Maintaining, as we have always done, that the solution of the tenement house problem can be found rather in encouraging the building of tenement houses than by discouraging it; and being strongly averse to any experimental increases in the public expenses at the present time, we feel compelled to oppose the bills of the Tenement House Commission.
The editorial went on to decry the loss of rentable space that would result if the law were passed, warned that builders might stop developing tenements and invest their money elsewhere, suggested that the new tenements required by the law might not be marketable, and criticized the expense of establishing a tenement house department.
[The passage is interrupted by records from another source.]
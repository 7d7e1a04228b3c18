// Category standings: ranks, win probabilities, strategy classification,
// and Marginal Contribution to Wins (MCW).

use serde::{Deserialize, Serialize};

use crate::config::ModelConfig;
use crate::player::{Category, Player};

// ---------------------------------------------------------------------------
// Category totals
// ---------------------------------------------------------------------------

/// A team's accumulated oriented category scores, weighted by roster slot
/// (starters 1.0, bench at the configured reduced rate).
#[derive(Debug, Clone, Default)]
pub struct CategoryTotals {
    values: [f64; Category::COUNT],
}

impl CategoryTotals {
    pub fn new() -> Self {
        Self::default()
    }

    pub fn get(&self, category: Category) -> f64 {
        self.values[category.index()]
    }

    pub fn add(&mut self, category: Category, value: f64) {
        self.values[category.index()] += value;
    }

    /// Fold a player's contribution in at the given slot weight. Only the
    /// player's own categories move; the other type's stay untouched.
    pub fn add_player(&mut self, player: &Player, weight: f64) {
        for &category in Category::for_type(player.is_pitcher()) {
            self.values[category.index()] += player.category_score(category) * weight;
        }
    }
}

/// Opponent totals per category, each list sorted descending. Built once
/// per recompute pass and shared across every candidate evaluation.
#[derive(Debug, Clone, Default)]
pub struct OpponentTotals {
    per_category: [Vec<f64>; Category::COUNT],
}

impl OpponentTotals {
    pub fn from_teams(teams: &[&CategoryTotals]) -> Self {
        let mut totals = OpponentTotals::default();
        for category in Category::ALL {
            let mut values: Vec<f64> = teams.iter().map(|t| t.get(category)).collect();
            values.sort_by(|a, b| b.partial_cmp(a).unwrap_or(std::cmp::Ordering::Equal));
            totals.per_category[category.index()] = values;
        }
        totals
    }

    pub fn at(&self, category: Category) -> &[f64] {
        &self.per_category[category.index()]
    }
}

// ---------------------------------------------------------------------------
// Rank and win probability
// ---------------------------------------------------------------------------

/// Fractional rank of `my_value` among the opponents: 1 = best. Ties split
/// the difference, so two tied leaders both rank 1.5.
pub fn compute_rank(my_value: f64, other_totals: &[f64]) -> f64 {
    let mut teams_above = 0usize;
    let mut tied = 0usize;
    for &v in other_totals {
        if v > my_value {
            teams_above += 1;
        } else if v == my_value {
            tied += 1;
        }
    }
    teams_above as f64 + 1.0 + tied as f64 / 2.0
}

/// Win probability against a randomly selected opponent, from rank alone:
/// rank 1 of n wins every matchup, rank n wins none.
pub fn win_prob_from_rank(rank: f64, num_teams: usize) -> f64 {
    if num_teams <= 1 {
        return 0.5;
    }
    (num_teams as f64 - rank) / (num_teams as f64 - 1.0)
}

/// Confidence in the standings picture, ramping from 0 to 1 over the
/// configured span of league-wide picks. Early standings are noise.
pub fn standings_confidence(total_picks_made: usize, model: &ModelConfig) -> f64 {
    let span = model.confidence_end as f64 - model.confidence_start as f64;
    if span <= 0.0 {
        return 1.0;
    }
    ((total_picks_made as f64 - model.confidence_start as f64) / span).clamp(0.0, 1.0)
}

// ---------------------------------------------------------------------------
// Strategy classification
// ---------------------------------------------------------------------------

/// How a category should be played from here.
#[derive(Debug, Clone, Copy, PartialEq, Eq, Serialize, Deserialize)]
pub enum CategoryStrategy {
    /// Already dominant; further investment has diminishing return.
    Lock,
    /// Contested; a marginal player meaningfully shifts win probability.
    Target,
    /// Too far behind to catch up economically; stop investing.
    Punt,
    Neutral,
}

impl CategoryStrategy {
    /// MCW credit multiplier for this strategy.
    pub fn mcw_weight(self, model: &ModelConfig) -> f64 {
        match self {
            CategoryStrategy::Lock => model.lock_mcw_weight,
            CategoryStrategy::Target => model.target_mcw_weight,
            CategoryStrategy::Punt => 0.0,
            CategoryStrategy::Neutral => model.neutral_mcw_weight,
        }
    }
}

/// One category's standing for the evaluating team.
#[derive(Debug, Clone)]
pub struct CategoryStanding {
    pub category: Category,
    pub my_total: f64,
    pub rank: f64,
    pub win_prob: f64,
    /// Margin to the nearest team above (0.0 when leading).
    pub gap_above: f64,
    /// Margin over the nearest team below (0.0 when last).
    pub gap_below: f64,
    pub strategy: CategoryStrategy,
}

/// Number of own picks before strategy classification switches on.
/// A six-player roster is the earliest point where lock/punt reads are
/// signal rather than sequencing noise.
const STRATEGY_MIN_PICKS: usize = 6;

/// Maximum simultaneous punts; conceding a third category costs more
/// matchup equity than it frees up.
const MAX_PUNTS: usize = 2;

fn analyze_standings(
    my_totals: &CategoryTotals,
    others: &OpponentTotals,
    num_teams: usize,
) -> Vec<CategoryStanding> {
    Category::ALL
        .iter()
        .map(|&category| {
            let my_value = my_totals.get(category);
            let other_values = others.at(category);
            let rank = compute_rank(my_value, other_values);
            let win_prob = win_prob_from_rank(rank, num_teams);

            let gap_above = other_values
                .iter()
                .filter(|&&v| v > my_value)
                .map(|&v| v - my_value)
                .fold(f64::INFINITY, f64::min);
            let gap_below = other_values
                .iter()
                .filter(|&&v| v < my_value)
                .map(|&v| my_value - v)
                .fold(f64::INFINITY, f64::min);

            CategoryStanding {
                category,
                my_total: my_value,
                rank,
                win_prob,
                gap_above: if gap_above.is_finite() { gap_above } else { 0.0 },
                gap_below: if gap_below.is_finite() { gap_below } else { 0.0 },
                strategy: CategoryStrategy::Neutral,
            }
        })
        .collect()
}

/// Classify each category, scaling thresholds to how much of the league
/// makes the playoffs: the more forgiving the bracket, the earlier a punt
/// is affordable and the wider the contested band.
fn detect_strategies(
    standings: &mut [CategoryStanding],
    my_pick_count: usize,
    num_teams: usize,
    playoff_spots: usize,
) {
    if my_pick_count < STRATEGY_MIN_PICKS {
        return;
    }

    let playoff_ratio = playoff_spots as f64 / num_teams as f64;
    let punt_gap = 3.0 + (playoff_ratio - 0.4) * 7.5;
    let punt_rank_floor = if playoff_ratio >= 0.55 {
        num_teams as f64
    } else {
        num_teams as f64 - 1.0
    };
    let (target_low, target_high) = if playoff_ratio >= 0.55 {
        (3.0, 8.0)
    } else {
        (4.0, 7.0)
    };

    for s in standings.iter_mut() {
        s.strategy = if s.rank <= 2.0 && s.gap_below >= 1.0 {
            CategoryStrategy::Lock
        } else if s.rank >= punt_rank_floor && s.gap_above >= punt_gap {
            CategoryStrategy::Punt
        } else if s.rank >= target_low && s.rank <= target_high {
            CategoryStrategy::Target
        } else {
            CategoryStrategy::Neutral
        };
    }

    // Enforce the punt cap, keeping the worst-ranked categories punted.
    let mut punts: Vec<(usize, f64)> = standings
        .iter()
        .enumerate()
        .filter(|(_, s)| s.strategy == CategoryStrategy::Punt)
        .map(|(i, s)| (i, s.rank))
        .collect();
    if punts.len() > MAX_PUNTS {
        punts.sort_by(|a, b| b.1.partial_cmp(&a.1).unwrap_or(std::cmp::Ordering::Equal));
        for &(index, _) in punts.iter().skip(MAX_PUNTS) {
            standings[index].strategy = CategoryStrategy::Neutral;
        }
    }
}

// ---------------------------------------------------------------------------
// Standings model
// ---------------------------------------------------------------------------

/// The full standings picture for the evaluating team.
#[derive(Debug, Clone)]
pub struct StandingsModel {
    pub standings: Vec<CategoryStanding>,
    /// Sum of win probabilities across all categories: the expected number
    /// of category wins in a week against a random opponent.
    pub expected_weekly_wins: f64,
    num_teams: usize,
}

impl StandingsModel {
    /// Build the model, or return `None` when fewer than two teams have
    /// drafted players; a one-team distribution is degenerate, and the
    /// score combiner falls back to the simple heuristic instead.
    pub fn build(
        my_totals: &CategoryTotals,
        others: &OpponentTotals,
        teams_with_players: usize,
        my_pick_count: usize,
        num_teams: usize,
        playoff_spots: usize,
    ) -> Option<StandingsModel> {
        if teams_with_players < 2 {
            return None;
        }
        let mut standings = analyze_standings(my_totals, others, num_teams);
        detect_strategies(&mut standings, my_pick_count, num_teams, playoff_spots);
        let expected_weekly_wins = standings.iter().map(|s| s.win_prob).sum();
        Some(StandingsModel {
            standings,
            expected_weekly_wins,
            num_teams,
        })
    }

    pub fn strategy(&self, category: Category) -> CategoryStrategy {
        self.standings
            .iter()
            .find(|s| s.category == category)
            .map(|s| s.strategy)
            .unwrap_or(CategoryStrategy::Neutral)
    }

    /// Marginal Contribution to Wins for a candidate: simulate adding their
    /// per-category scores to the team totals, recompute each category's
    /// win probability, and accumulate the positive deltas weighted by
    /// strategy. A contribution that closes part of the gap to the next
    /// team without flipping rank earns fractional credit, superlinear in
    /// the share of gap closed.
    pub fn compute_mcw(
        &self,
        player: &Player,
        my_totals: &CategoryTotals,
        others: &OpponentTotals,
        model: &ModelConfig,
    ) -> f64 {
        let mut mcw = 0.0;

        for category in Category::ALL {
            let weight = self.strategy(category).mcw_weight(model);
            if weight == 0.0 {
                continue;
            }
            let player_value = player.category_score(category);
            if player_value == 0.0 {
                continue;
            }

            let my_value = my_totals.get(category);
            let new_value = my_value + player_value;
            let other_values = others.at(category);

            let win_before = win_prob_from_rank(compute_rank(my_value, other_values), self.num_teams);
            let win_after = win_prob_from_rank(compute_rank(new_value, other_values), self.num_teams);
            let mut marginal = win_after - win_before;

            // Fractional credit for closing a gap without flipping rank.
            if marginal == 0.0 && player_value > 0.0 {
                let above_before = other_values.iter().filter(|&&v| v > my_value).count();
                let above_after = other_values.iter().filter(|&&v| v > new_value).count();
                if above_before > 0 && above_after == above_before {
                    let closest_above = other_values
                        .iter()
                        .filter(|&&v| v > my_value)
                        .fold(f64::INFINITY, |acc, &v| acc.min(v));
                    let gap_before = closest_above - my_value;
                    let gap_after = closest_above - new_value;
                    if gap_before > 0.0 {
                        let gap_closed = (gap_before - gap_after) / gap_before;
                        marginal =
                            gap_closed.powf(1.5) * 0.55 / (self.num_teams as f64 - 1.0);
                    }
                }
            }

            if marginal > 0.0 {
                mcw += marginal * weight;
            }
        }

        mcw
    }
}

// ---------------------------------------------------------------------------
// Tests
// ---------------------------------------------------------------------------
However, by 1902, even the Real Estate Record had grudgingly agreed that the law was not as dire as had been predicted, noting that new law tenements "can be made to yield almost if not quite as good a return as the houses formerly built on a single lot" and that the requirements, with regard to older buildings were "with one exception [i.e., toilets]...trivial and would cut but a small figure in an investment calculation." In the following year, the magazine was even more emphatic, sneering at the remaining oppositon to the law, primarily on the part of Brooklyn and Bronx owners, and declaring that "it is creditable to the tenement-house builder of this Borough [Manhattan] that he is not more active in the present oppositon , and it is one of the strongest evidences of the practicality of the new law that it has converted its chief and most weighty opponents so speedily....[T]he measure has been found to be a sane, moderate, workable reform."